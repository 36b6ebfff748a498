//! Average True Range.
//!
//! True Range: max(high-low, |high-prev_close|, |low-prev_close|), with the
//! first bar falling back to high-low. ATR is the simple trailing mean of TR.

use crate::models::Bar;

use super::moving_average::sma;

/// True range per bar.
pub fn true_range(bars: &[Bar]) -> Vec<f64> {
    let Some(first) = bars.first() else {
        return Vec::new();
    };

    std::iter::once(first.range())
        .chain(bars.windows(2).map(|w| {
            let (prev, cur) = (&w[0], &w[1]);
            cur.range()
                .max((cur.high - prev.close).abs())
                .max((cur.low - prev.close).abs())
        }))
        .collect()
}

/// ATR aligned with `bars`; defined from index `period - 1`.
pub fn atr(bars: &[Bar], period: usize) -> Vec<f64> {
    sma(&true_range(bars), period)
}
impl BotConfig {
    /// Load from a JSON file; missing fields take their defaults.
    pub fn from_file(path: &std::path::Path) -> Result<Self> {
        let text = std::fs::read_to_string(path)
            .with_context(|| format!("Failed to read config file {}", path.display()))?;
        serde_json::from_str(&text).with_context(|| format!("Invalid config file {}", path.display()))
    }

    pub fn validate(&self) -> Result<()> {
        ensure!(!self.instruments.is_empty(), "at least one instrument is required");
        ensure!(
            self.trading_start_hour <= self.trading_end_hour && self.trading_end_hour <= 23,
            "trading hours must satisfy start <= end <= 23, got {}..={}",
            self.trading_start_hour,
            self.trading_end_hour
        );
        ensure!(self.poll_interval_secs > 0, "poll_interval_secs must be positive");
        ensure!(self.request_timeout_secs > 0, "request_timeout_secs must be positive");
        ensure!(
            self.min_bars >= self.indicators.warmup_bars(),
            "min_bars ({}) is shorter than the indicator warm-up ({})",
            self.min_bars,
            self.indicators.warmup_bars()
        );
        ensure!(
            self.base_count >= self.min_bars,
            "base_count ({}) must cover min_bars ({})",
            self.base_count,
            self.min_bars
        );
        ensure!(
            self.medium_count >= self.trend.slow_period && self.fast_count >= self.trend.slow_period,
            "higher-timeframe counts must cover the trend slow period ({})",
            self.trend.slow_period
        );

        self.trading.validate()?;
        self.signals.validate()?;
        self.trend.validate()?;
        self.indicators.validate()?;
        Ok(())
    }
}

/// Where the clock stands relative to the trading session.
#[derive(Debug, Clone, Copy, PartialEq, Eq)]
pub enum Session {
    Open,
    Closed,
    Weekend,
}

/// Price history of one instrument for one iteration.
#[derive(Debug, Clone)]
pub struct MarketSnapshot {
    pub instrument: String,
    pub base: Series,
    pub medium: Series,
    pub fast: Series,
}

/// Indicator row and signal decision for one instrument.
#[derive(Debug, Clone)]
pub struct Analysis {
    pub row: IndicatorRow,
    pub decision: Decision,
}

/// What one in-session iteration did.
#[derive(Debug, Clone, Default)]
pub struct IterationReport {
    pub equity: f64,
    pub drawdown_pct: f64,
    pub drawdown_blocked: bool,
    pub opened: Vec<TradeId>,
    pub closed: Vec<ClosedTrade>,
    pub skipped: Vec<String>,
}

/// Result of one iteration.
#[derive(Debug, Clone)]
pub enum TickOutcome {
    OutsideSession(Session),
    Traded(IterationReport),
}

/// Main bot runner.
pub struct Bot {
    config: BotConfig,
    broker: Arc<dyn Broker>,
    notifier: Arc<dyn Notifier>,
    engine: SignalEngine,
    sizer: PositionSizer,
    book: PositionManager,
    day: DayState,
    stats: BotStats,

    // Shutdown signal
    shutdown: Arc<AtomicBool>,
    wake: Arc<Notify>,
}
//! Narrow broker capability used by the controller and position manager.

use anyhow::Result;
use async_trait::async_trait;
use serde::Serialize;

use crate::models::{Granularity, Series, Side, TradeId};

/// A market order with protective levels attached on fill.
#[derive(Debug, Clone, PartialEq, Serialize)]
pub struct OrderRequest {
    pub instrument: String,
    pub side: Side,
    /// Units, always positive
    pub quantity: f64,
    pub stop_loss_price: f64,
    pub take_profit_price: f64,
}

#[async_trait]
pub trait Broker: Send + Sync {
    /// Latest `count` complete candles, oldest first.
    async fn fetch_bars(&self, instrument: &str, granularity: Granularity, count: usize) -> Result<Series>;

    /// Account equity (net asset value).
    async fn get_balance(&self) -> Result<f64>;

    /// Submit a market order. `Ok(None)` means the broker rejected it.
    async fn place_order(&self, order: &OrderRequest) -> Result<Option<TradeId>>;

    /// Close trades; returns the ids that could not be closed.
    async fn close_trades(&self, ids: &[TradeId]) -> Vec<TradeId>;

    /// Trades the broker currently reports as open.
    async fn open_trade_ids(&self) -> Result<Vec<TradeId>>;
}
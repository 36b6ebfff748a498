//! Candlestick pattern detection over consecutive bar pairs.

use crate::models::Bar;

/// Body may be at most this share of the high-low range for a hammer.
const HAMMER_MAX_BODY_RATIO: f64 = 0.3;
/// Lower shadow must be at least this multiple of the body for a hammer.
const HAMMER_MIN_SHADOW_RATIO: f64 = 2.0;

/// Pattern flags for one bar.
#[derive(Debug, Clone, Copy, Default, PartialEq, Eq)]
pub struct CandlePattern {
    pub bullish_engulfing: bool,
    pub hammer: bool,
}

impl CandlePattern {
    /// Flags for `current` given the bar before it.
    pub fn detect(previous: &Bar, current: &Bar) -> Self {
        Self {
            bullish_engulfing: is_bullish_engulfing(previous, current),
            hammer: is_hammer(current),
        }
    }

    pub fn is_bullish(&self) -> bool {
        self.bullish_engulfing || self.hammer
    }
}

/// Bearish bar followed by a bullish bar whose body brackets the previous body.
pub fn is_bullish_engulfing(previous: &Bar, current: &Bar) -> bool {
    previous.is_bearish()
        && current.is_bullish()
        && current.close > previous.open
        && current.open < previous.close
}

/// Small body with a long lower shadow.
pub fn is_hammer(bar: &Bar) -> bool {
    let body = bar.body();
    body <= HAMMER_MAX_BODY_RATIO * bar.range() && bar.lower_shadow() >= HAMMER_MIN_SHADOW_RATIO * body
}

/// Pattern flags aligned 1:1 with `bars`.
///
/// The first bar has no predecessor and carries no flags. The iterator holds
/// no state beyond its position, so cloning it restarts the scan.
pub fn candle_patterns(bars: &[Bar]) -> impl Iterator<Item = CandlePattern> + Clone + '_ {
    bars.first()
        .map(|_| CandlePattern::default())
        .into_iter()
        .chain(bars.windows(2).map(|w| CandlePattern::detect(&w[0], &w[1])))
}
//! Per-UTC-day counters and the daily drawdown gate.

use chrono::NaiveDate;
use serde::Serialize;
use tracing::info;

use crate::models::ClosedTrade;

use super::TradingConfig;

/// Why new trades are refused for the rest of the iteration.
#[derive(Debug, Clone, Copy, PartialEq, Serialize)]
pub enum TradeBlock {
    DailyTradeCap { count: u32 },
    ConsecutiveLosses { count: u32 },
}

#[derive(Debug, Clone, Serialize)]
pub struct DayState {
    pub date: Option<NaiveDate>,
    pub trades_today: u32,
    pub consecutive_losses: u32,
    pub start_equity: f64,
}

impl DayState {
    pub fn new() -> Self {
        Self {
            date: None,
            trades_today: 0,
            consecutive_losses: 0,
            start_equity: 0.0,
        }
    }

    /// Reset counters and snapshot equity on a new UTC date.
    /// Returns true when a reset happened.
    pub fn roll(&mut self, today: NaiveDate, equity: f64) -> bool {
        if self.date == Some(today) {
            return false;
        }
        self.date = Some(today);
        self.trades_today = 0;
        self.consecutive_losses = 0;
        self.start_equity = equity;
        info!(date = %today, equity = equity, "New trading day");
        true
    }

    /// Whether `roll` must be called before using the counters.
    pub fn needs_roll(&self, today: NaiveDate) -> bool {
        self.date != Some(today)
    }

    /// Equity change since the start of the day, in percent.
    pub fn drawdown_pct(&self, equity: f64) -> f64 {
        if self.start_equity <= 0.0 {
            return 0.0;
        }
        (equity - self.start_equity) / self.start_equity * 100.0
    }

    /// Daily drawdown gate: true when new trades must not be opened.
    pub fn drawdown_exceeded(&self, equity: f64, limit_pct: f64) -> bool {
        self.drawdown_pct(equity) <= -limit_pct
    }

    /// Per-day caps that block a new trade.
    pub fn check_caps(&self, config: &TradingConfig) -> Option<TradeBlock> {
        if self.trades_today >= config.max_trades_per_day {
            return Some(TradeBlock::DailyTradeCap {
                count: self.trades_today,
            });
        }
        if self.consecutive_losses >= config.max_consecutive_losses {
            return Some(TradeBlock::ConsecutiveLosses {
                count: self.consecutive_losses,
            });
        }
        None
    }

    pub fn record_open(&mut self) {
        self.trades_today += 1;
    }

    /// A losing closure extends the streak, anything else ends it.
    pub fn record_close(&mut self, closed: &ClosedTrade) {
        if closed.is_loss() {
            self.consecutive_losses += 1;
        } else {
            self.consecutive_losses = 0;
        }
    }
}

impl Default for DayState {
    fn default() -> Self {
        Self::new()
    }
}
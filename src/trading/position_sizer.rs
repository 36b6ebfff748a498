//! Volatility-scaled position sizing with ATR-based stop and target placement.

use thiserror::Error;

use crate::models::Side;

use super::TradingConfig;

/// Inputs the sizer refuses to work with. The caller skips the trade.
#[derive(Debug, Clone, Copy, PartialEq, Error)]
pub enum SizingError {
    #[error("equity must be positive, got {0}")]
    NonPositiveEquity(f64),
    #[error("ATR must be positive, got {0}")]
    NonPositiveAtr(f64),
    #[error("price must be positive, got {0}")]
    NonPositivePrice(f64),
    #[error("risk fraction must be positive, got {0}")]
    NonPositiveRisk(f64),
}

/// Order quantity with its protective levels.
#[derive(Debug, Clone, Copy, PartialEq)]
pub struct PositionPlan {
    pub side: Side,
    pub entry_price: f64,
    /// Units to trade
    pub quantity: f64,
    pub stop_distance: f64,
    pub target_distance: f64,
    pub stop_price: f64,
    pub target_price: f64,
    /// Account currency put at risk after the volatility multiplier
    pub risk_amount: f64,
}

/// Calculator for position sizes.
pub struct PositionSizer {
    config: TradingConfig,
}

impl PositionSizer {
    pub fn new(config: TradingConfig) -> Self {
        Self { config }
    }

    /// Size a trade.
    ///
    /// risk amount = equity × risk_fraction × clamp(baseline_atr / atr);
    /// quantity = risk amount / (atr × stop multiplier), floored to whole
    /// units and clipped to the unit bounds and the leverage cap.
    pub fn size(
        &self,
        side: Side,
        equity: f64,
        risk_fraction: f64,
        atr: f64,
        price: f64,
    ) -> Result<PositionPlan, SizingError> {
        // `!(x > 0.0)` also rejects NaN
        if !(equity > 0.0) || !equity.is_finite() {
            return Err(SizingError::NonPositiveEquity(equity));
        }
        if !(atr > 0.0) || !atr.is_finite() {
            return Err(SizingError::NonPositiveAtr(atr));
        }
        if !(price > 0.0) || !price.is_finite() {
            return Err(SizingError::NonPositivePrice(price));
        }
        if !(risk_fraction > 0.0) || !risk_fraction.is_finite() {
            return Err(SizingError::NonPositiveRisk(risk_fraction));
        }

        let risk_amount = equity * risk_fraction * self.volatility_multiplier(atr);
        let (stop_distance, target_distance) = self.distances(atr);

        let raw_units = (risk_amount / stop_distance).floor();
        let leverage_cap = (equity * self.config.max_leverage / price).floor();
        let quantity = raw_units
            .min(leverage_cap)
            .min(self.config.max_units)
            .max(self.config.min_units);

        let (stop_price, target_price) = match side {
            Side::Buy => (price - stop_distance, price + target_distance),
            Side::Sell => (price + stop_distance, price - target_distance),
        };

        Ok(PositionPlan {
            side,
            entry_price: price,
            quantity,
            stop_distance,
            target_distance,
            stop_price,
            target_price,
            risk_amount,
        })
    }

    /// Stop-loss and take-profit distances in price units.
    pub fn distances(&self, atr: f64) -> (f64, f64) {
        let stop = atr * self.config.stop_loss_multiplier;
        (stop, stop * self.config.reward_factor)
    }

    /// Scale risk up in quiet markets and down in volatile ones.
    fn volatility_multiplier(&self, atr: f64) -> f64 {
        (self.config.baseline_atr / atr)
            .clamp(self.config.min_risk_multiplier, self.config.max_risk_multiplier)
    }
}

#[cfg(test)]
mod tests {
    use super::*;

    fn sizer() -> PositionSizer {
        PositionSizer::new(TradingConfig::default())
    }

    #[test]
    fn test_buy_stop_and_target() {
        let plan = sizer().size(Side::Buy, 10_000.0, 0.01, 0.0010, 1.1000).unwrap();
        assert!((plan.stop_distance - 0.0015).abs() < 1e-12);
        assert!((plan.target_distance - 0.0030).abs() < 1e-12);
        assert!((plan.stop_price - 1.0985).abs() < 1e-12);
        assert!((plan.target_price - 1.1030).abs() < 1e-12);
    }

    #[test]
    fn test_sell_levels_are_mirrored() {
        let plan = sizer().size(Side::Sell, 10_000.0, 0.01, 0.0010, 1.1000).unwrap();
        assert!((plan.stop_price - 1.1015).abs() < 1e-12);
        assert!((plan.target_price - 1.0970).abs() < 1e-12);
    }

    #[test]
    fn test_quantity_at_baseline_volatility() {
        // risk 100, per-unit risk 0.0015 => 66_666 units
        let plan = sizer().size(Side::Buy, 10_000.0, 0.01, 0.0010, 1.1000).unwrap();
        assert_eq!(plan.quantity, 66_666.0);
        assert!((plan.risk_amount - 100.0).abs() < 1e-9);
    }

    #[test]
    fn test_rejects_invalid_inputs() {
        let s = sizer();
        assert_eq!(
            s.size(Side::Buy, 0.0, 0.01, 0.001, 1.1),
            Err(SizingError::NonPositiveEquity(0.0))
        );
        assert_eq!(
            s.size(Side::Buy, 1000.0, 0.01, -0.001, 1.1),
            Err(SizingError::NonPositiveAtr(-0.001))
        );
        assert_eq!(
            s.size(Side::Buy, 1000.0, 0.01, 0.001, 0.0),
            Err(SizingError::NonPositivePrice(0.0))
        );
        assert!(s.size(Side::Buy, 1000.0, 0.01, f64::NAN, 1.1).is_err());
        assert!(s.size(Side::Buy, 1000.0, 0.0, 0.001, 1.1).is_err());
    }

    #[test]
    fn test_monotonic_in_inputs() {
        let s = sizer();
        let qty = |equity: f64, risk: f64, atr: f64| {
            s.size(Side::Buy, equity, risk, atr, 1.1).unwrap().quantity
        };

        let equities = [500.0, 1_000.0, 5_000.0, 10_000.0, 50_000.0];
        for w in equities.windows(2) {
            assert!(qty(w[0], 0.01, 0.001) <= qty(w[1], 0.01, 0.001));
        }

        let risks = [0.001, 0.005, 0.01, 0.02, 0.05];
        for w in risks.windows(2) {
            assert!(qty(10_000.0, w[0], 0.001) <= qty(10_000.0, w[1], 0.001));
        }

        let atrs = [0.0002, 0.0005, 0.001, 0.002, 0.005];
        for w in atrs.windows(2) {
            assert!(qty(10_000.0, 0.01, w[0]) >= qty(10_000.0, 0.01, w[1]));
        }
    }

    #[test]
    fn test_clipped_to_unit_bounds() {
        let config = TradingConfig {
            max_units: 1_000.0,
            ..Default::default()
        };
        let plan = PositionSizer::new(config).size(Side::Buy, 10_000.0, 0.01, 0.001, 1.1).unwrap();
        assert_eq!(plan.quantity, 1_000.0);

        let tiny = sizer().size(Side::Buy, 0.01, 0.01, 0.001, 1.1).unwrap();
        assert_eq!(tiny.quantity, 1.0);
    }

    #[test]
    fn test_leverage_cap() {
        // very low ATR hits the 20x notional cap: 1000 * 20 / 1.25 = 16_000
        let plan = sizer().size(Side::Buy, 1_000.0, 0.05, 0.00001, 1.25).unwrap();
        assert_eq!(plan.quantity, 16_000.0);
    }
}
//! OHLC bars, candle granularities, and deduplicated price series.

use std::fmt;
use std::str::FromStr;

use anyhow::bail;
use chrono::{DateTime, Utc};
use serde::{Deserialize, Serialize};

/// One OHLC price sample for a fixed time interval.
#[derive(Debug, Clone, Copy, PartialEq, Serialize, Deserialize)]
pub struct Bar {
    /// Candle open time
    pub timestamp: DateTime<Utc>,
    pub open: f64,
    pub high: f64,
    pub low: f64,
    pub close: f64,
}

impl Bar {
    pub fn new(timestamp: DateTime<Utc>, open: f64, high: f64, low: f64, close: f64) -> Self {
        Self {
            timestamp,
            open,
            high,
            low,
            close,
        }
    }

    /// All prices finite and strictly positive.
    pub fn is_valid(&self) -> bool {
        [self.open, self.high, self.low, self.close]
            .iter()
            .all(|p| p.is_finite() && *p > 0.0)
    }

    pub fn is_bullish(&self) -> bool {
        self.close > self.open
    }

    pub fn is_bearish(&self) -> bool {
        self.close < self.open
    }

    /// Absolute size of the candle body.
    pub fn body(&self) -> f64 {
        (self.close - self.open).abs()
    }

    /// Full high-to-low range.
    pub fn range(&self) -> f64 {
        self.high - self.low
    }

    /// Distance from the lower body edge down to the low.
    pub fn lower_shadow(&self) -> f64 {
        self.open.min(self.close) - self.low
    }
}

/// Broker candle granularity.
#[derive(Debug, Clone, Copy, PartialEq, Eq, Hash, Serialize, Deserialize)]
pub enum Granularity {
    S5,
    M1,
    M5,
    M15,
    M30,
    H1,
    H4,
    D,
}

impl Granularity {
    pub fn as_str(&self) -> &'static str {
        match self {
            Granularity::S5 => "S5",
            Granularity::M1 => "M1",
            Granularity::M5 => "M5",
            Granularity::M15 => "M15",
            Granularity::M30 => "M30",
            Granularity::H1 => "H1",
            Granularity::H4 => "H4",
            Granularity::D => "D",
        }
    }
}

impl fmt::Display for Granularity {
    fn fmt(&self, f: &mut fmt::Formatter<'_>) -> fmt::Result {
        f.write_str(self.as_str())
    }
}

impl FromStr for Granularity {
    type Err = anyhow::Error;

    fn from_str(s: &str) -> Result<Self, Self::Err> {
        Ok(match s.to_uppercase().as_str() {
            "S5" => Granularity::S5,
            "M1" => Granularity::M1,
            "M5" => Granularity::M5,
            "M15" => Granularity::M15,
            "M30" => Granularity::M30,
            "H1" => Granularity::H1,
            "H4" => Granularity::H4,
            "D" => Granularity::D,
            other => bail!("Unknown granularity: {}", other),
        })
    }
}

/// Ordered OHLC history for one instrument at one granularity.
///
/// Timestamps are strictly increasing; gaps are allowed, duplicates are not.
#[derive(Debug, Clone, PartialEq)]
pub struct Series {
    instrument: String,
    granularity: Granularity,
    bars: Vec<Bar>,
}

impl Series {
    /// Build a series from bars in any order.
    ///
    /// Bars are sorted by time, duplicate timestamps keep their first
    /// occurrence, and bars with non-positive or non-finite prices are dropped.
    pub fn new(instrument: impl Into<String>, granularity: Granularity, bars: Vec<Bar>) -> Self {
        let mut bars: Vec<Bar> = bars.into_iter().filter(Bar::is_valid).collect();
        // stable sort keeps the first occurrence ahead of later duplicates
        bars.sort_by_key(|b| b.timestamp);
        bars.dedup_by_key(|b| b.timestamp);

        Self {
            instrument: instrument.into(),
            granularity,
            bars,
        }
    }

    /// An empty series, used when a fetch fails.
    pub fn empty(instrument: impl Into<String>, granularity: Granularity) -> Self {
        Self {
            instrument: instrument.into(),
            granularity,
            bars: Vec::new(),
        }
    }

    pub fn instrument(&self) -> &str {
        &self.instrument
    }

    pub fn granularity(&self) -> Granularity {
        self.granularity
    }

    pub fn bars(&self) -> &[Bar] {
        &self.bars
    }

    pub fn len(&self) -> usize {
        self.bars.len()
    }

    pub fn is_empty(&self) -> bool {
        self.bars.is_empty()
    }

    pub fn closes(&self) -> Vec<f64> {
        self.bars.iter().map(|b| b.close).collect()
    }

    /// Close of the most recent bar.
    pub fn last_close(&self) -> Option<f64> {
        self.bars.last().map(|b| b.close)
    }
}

•••

Problem statement: All lines from the first line of the listing above through the line containing "range per bar." are to be retyped exactly. Leave out any other line.

Response to the task:
repository 36b6ebfff748a498
//! Average True Range.
//!
//! True Range: max(high-low, |high-prev_close|, |low-prev_close|), with the
//! first bar falling back to high-low. ATR is the simple trailing mean of TR.

use crate::models::Bar;

use super::moving_average::sma;

/// True range per bar.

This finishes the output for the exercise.